Comment 2 for bug 1905558

Revision history for this message
Cardinal Kracker (launchpap-user) wrote :

After some more digging I found out that the DTD entity resolution
machanism prefixes the system ID with the path of the parent directory,
whereas parametric or general entites do not get that treatment.

class DTDResolver(etree.Resolver):
  def resolve(self,system_id,public_id,context):
    print( f"*** SYSTEM {system_id} PUBLIC {public_id}" )
    return super().resolve(system_id,public_id,context)

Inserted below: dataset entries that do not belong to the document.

//! Address resolution through an external addr2line binary.

use std::{
    io::Read,
    path::{Path, PathBuf},
    process::{Child, Command, Output, Stdio},
    sync::mpsc::{self, Receiver},
    thread,
    time::{Duration, Instant},
};

use log::debug;

use crate::error::{ResolveError, TraceError};

/// Tool names searched on `PATH` when no resolver is configured.
pub const DEFAULT_RESOLVERS: [&str; 2] = ["riscv64-unknown-elf-addr2line", "addr2line"];

/// Interval between checks on a resolver running under a timeout.
const POLL_INTERVAL: Duration = Duration::from_millis(10);

/// Turns a return address into the resolver's text for it.
pub trait Symbolize {
    /// Resolve one `0x`-prefixed address, returning the trimmed output.
    fn symbolize(&mut self, address: &str) -> Result<String, ResolveError>;
}

/// Find the resolver binary to run.
///
/// An explicit path is used as-is once it is known to exist. Otherwise
/// `<prefix>addr2line` is searched on `PATH`, or [`DEFAULT_RESOLVERS`] in order
/// when no prefix is given.
pub fn locate_resolver(
    explicit: Option<&Path>,
    prefix: Option<&str>,
) -> Result<PathBuf, TraceError> {
    if let Some(path) = explicit {
        if path.exists() {
            return Ok(path.to_path_buf());
        }
        return Err(TraceError::ResolverNotFound {
            tried: vec![path.display().to_string()],
        });
    }

    let candidates = match prefix {
        Some(prefix) => vec![format!("{prefix}addr2line")],
        None => DEFAULT_RESOLVERS.iter().map(|s| s.to_string()).collect(),
    };
    for name in &candidates {
        match which::which(name) {
            Ok(path) => return Ok(path),
            Err(e) => debug!("resolver candidate '{name}' not usable: {e}"),
        }
    }
    Err(TraceError::ResolverNotFound { tried: candidates })
}

/// Runs addr2line once per address against a fixed executable.
#[derive(Debug, Clone)]
pub struct Addr2Line {
    tool: PathBuf,
    executable: PathBuf,
    demangle: bool,
    timeout: Option<Duration>,
}

impl Addr2Line {
    pub fn new(tool: PathBuf, executable: PathBuf) -> Self {
        Self {
            tool,
            executable,
            demangle: false,
            timeout: None,
        }
    }

    /// Ask the resolver to demangle function names.
    pub fn demangle(mut self, demangle: bool) -> Self {
        self.demangle = demangle;
        self
    }

    /// Kill the resolver when a lookup takes longer than `timeout`.
    pub fn timeout(mut self, timeout: Option<Duration>) -> Self {
        self.timeout = timeout;
        self
    }

    fn command(&self, address: &str) -> Command {
        let mut cmd = Command::new(&self.tool);
        cmd.arg("-e").arg(&self.executable).arg("-a").arg("-f");
        if self.demangle {
            cmd.arg("-C");
        }
        cmd.arg(address).stdin(Stdio::null());
        cmd
    }

    fn spawn_error(&self, source: std::io::Error) -> ResolveError {
        ResolveError::Spawn {
            tool: self.tool.clone(),
            source,
        }
    }

    /// Run `cmd` with `limit` covering both the child and its output pipes, so a
    /// descendant that keeps a pipe open cannot outlast the deadline either.
    fn output_with_timeout(
        &self,
        mut cmd: Command,
        address: &str,
        limit: Duration,
    ) -> Result<Output, ResolveError> {
        let mut child = cmd
            .stdout(Stdio::piped())
            .stderr(Stdio::piped())
            .spawn()
            .map_err(|e| self.spawn_error(e))?;
        let stdout = drain(child.stdout.take());
        let stderr = drain(child.stderr.take());

        let deadline = Instant::now() + limit;
        let timed_out = || ResolveError::TimedOut {
            address: address.to_string(),
            timeout: limit,
        };
        let status = loop {
            match child.try_wait() {
                Ok(Some(status)) => break status,
                Ok(None) if Instant::now() >= deadline => {
                    kill(&mut child);
                    return Err(timed_out());
                }
                Ok(None) => thread::sleep(POLL_INTERVAL),
                Err(source) => {
                    kill(&mut child);
                    return Err(ResolveError::Wait {
                        tool: self.tool.clone(),
                        source,
                    });
                }
            }
        };

        let remaining = || deadline.saturating_duration_since(Instant::now());
        let stdout = stdout.recv_timeout(remaining()).map_err(|_| timed_out())?;
        let stderr = stderr.recv_timeout(remaining()).map_err(|_| timed_out())?;
        Ok(Output {
            status,
            stdout,
            stderr,
        })
    }
}

impl Symbolize for Addr2Line {
    fn symbolize(&mut self, address: &str) -> Result<String, ResolveError> {
        debug!(
            "Resolving {address} in '{}' with '{}'",
            self.executable.display(),
            self.tool.display()
        );
        let mut cmd = self.command(address);
        let output = match self.timeout {
            Some(limit) => self.output_with_timeout(cmd, address, limit)?,
            None => cmd.output().map_err(|e| self.spawn_error(e))?,
        };

        if !output.status.success() {
            return Err(ResolveError::Failed {
                address: address.to_string(),
                status: output.status,
                stderr: String::from_utf8_lossy(&output.stderr).trim().to_string(),
            });
        }
        Ok(String::from_utf8_lossy(&output.stdout).trim().to_string())
    }
}

/// Read a child pipe to the end on a helper thread.
fn drain<R: Read + Send + 'static>(pipe: Option<R>) -> Receiver<Vec<u8>> {
    let (tx, rx) = mpsc::channel();
    thread::spawn(move || {
        let mut buf = Vec::new();
        if let Some(mut pipe) = pipe {
            // A read error only truncates diagnostics; the exit status decides.
            let _ = pipe.read_to_end(&mut buf);
        }
        // The receiver is gone once the lookup has timed out.
        let _ = tx.send(buf);
    });
    rx
}

fn kill(child: &mut Child) {
    let _ = child.kill();
    let _ = child.wait();
}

doc = open("rama.xml","rb").read()
parser = etree.XMLParser(dtd_validation=True,load_dtd=True)
parser.resolvers.add( DTDResolver() )
tree = etree.fromstring( doc, parser )

/home/em/Workbench/beautifulsoup> ./dtdbug.py
*** SYSTEM parts.ent PUBLIC None
*** SYSTEM /data/home/em/Workbench/buch.dtd PUBLIC -//Testing//DTD Buch//DE
*** SYSTEM kapitel1.xml PUBLIC None
Traceback (most recent call last):
  File "./dtdbug.py", line 16, in <module>
    tree = etree.fromstring( doc, parser )
  File "src/lxml/etree.pyx", line 3235, in lxml.etree.fromstring
  File "src/lxml/parser.pxi", line 1876, in lxml.etree._parseMemoryDocument
  File "src/lxml/parser.pxi", line 1764, in lxml.etree._parseDoc
  File "src/lxml/parser.pxi", line 1127, in lxml.etree._BaseParser._parseDoc
  File "src/lxml/parser.pxi", line 601, in lxml.etree._ParserContext._handleParseResultDoc
  File "src/lxml/parser.pxi", line 711, in lxml.etree._handleParseResult
  File "src/lxml/parser.pxi", line 640, in lxml.etree._raiseParseError
  File "<string>", line 5
lxml.etree.XMLSyntaxError: failed to load external entity "/data/home/em/Workbench/buch.dtd", line 5, column 3
/home/em/Workbench/beautifulsoup>

However at least I can fix that using explicit catalog.xml

<?xml version="1.0"?>
<!DOCTYPE catalog PUBLIC "-//OASIS//DTD XML Catalogs V1.0//EN"
  "file:///usr/share/xml/schema/xml-core/catalog.dtd">
<catalog xmlns="urn:oasis:names:tc:entity:xmlns:xml:catalog">
  <public publicId="-//Testing//DTD Buch//DE" uri="buch.dtd"/>
  <system systemId="parts.ent" uri="parts.ent"/>
  <system systemId="kapitel1.xml" uri="kapitel1.xml"/>
  <system systemId="kapitel2.xml" uri="kapitel2.xml"/>
</catalog>

> XML_CATALOG_FILES=catalog.xml ./dtdbug.py
*** SYSTEM parts.ent PUBLIC None
*** SYSTEM /data/home/em/Workbench/buch.dtd PUBLIC -//Testing//DTD Buch//DE
*** SYSTEM kapitel1.xml PUBLIC None
>

Still gets the wrong system id, but does not throw expections.